**Exercise**
Report how many lines below contain the word "accepted", giving the number and no other words.

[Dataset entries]

--*--

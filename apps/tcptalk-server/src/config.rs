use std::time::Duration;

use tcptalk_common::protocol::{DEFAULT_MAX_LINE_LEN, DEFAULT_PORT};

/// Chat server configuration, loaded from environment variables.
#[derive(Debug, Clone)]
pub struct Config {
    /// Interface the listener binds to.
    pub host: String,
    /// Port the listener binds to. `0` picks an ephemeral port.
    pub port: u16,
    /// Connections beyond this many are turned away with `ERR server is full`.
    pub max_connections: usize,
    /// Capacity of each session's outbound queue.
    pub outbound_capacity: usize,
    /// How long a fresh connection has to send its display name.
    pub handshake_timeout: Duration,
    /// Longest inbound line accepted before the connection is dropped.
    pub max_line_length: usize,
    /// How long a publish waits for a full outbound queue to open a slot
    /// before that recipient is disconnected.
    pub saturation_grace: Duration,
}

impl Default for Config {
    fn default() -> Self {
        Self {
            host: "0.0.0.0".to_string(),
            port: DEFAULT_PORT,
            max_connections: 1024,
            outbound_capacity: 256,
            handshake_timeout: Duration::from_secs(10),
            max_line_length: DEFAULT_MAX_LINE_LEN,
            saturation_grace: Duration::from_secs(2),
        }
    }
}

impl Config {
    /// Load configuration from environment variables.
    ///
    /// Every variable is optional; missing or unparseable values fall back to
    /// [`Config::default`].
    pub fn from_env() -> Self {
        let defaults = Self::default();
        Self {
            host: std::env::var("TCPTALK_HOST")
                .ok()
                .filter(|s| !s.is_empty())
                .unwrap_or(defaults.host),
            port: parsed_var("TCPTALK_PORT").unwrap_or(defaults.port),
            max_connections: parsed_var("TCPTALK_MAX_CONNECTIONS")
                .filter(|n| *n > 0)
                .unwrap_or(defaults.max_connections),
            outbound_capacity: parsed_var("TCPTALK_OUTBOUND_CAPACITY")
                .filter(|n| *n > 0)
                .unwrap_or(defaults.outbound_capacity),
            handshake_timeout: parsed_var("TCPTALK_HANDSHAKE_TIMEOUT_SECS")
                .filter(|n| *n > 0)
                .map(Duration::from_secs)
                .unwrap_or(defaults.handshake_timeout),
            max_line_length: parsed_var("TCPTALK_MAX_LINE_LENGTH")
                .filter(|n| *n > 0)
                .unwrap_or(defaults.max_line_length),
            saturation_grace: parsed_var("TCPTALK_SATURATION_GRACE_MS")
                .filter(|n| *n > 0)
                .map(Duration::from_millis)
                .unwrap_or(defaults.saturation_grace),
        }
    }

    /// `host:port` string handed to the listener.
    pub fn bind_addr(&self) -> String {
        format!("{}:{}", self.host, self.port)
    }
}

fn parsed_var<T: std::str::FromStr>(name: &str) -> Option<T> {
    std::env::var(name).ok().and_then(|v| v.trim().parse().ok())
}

--*--

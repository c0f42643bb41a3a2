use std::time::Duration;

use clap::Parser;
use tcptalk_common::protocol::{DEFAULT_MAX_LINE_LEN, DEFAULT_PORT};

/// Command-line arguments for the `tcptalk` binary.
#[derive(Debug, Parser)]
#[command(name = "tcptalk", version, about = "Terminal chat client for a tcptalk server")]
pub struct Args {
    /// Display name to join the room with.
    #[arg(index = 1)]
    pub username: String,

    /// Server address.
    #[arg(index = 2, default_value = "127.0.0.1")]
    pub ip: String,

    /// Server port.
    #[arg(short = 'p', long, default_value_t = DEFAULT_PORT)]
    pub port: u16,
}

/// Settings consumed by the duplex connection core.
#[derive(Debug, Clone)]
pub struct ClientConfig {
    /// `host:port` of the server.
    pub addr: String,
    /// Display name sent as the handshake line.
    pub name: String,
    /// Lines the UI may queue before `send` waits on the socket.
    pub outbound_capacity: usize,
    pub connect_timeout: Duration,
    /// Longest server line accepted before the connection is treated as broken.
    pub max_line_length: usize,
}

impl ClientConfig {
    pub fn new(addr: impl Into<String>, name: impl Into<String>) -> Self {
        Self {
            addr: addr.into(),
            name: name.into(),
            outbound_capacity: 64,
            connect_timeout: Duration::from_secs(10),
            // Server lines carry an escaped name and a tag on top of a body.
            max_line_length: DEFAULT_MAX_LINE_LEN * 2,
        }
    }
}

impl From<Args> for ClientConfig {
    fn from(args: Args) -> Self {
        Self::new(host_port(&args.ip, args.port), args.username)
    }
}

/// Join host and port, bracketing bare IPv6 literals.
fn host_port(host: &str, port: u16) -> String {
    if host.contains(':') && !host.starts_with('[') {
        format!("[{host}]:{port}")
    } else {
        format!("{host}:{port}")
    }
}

--*--

**Answer to the problem**
2